Covid-19: Pesquisadores cearenses solicitam patente para novo uso de vacina veterinária em humanos

Instituição iniciou o processo nessa segunda-feira (28) após obter resultados positivos em camundongos, na primeira fase da pesquisa

Foto: STR/AFP

O Ceará entrou na corrida global em busca de uma imunização contra a Covid-19. Pesquisadores da Universidade Estadual (Uece) concluíram que a vacina aviária, testada desde a década de 1940 para combater o coronavírus em animais, também pode ter ação em humanos. Ao fim da primeira fase do estudo, que teve resultados promissores em cerca de 40 camundongos, a instituição iniciou nessa segunda-feira (28) o processo de patenteamento junto ao Instituto Nacional de Propriedade Industrial (Inpi) para que a dose tenha uma nova utilização.

 

“Ontem, foi feito o depósito da patente, quer dizer, começa a correr o processo dentro do Inpe. Como o experimento está sendo desenvolvido dentro da Uece, a patente passa para a universidade. A patente ainda não saiu. Qualquer pessoa que vier usar essa mesma ideia, agora ela está subjugada à minha porque eu fui o primeiro no mundo”, explica o idealizador do estudo Ney Carvalho, médico veterinário e doutorando em Biotecnologia.

A proposta de verificar a eficiência da vacina já existente no mercado em seres humanos surgiu em meados de março, logo após a confirmação dos primeiros casos de Covid-19 no Ceará. Isso porque, conforme detalha, havia uma especulação negativa em torno da eficácia de imunização viária para o SARS-CoV-2, embora não tivesse um estudo oficial para atestar isso.

“Todo mundo no início dizia que vacina para coronavírus de cachorro não funciona, por exemplo. Então, a gente resolveu verificar isso usando como modelo a vacina para o coronavírus de aves, que é  mais estudada desde a década de 1940. Tem alguns resultados na literatura, de uns estudos mais antigos, que nos davam uma certa segurança”, reforça.

Respostas

O experimento inicial envolveu 40 animais, que foram imunizados com a vacina. “A gente utilizou como modelo mamífero o camundongo que também não pega SARS-CoV-2 e imunizou ele com essa vacina aviária. Depois, obteve-se os anticorpos contra o coronavírus aviário e a gente colocou esses anticorpos para verificar se eles tinham uma ação eficaz contra o SARS-CoV-2. E a gente viu que a resposta foi positiva”, descreve Ney Carvalho.

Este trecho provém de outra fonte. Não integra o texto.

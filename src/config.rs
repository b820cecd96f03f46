// ⚙️ Console configuration - command line flags

use clap::{Parser, ValueEnum};

#[derive(Debug, Clone, Copy, PartialEq, Eq, ValueEnum)]
pub enum LogFormat {
    /// Human readable lines
    Text,
    /// One JSON object per event
    Json,
}

#[derive(Debug, Clone, Parser)]
#[command(name = "braymatch")]
#[command(about = "BrayMatch dating console: an in-memory user directory with interest matching")]
#[command(version)]
pub struct Config {
    /// Tracing filter (e.g. "info", "braymatch=debug"). Logs go to stderr.
    #[arg(long, env = "BRAYMATCH_LOG", default_value = "warn")]
    pub log_level: String,

    #[arg(long, value_enum, default_value_t = LogFormat::Text)]
    pub log_format: LogFormat,

    /// Print without terminal colours
    #[arg(long)]
    pub no_color: bool,

    /// Start with a few sample profiles loaded
    #[arg(long)]
    pub demo: bool,
}

impl Config {
    /// Whether console output should be styled: stdout must be a terminal
    pub fn use_color(&self) -> bool {
        self.color_allowed(stdout_is_tty())
    }

    pub fn color_allowed(&self, is_tty: bool) -> bool {
        cfg!(feature = "color") && !self.no_color && is_tty
    }
}

#[cfg(feature = "color")]
fn stdout_is_tty() -> bool {
    use crossterm::tty::IsTty;
    std::io::stdout().is_tty()
}

#[cfg(not(feature = "color"))]
fn stdout_is_tty() -> bool {
    false
}
// Entity Models
// "Identity persists, values change"
//
// Each entity has:
// - Stable identity (UUID) that NEVER changes
// - Mutable profile values
// - Registry for lookups

pub mod user;

pub use user::{parse_age, parse_interests, ProfileUpdate, ProfileView, User, UserId, UserRegistry};
//! Directory error model.

use thiserror::Error;

/// Result type used by the registry and the console.
pub type DirectoryResult<T> = Result<T, DirectoryError>;

/// Operator-facing failure. Neither kind ends the console session.
#[derive(Debug, Error, Clone, PartialEq, Eq)]
pub enum DirectoryError {
    /// No user carries the given identifier.
    #[error("User {0} not found.")]
    NotFound(String),

    /// A field could not be coerced to its type (e.g. non-numeric age).
    #[error("Invalid input: {0}")]
    InvalidInput(String),
}

impl DirectoryError {
    pub fn not_found(id: impl Into<String>) -> Self {
        Self::NotFound(id.into())
    }

    pub fn invalid_input(msg: impl Into<String>) -> Self {
        Self::InvalidInput(msg.into())
    }

    pub fn is_not_found(&self) -> bool {
        matches!(self, Self::NotFound(_))
    }
}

Ainda de acordo com o pesquisador, a patente se faz necessária por se tratar de uma vacina de uso veterinário atualmente, o que impossibilita a distribuição de doses para humanos. Dessa forma, o processo pede que o Inpi aprove a nova aplicação descoberta pela pesquisa da Uece.

"A patente diz assim: eu quero um novo uso para essa vacina aviária. Eu não estou produzindo a vacina, eu não faço a vacina, ela já é vendida comercialmente, só que obviamente para veterinários".

A instituição aguarda a autorização do Comitê de Ética Humano para avançar de fase. O teste em humanos, porém, acontecerá somente na última etapa do estudo, mediante aprovação da Agência Nacional de Vigilância Sanitária (Anvisa).

"Enquanto isso, continuamos com os experimentos. Estou esperando o aval do para pensar no próximo passo, que é o avançar da ideia, trabalhar com primatas não humanos, estudo de dose, concentração para utilização em primatas", cita o médico veterinário.

Para a professora doutora da Uece, Maria Izabel Florindo, que também integra o grupo de pesquisa, os resultados preliminares têm sido animadores. “Nós estudamos possibilidades de ele ser usado para induzir proteção contra o coronavírus humano SARS-CoV-2. É isso que está em jogo, a resposta tem sido muito boa e quem sabe dá certo e a vacina saia do Ceará".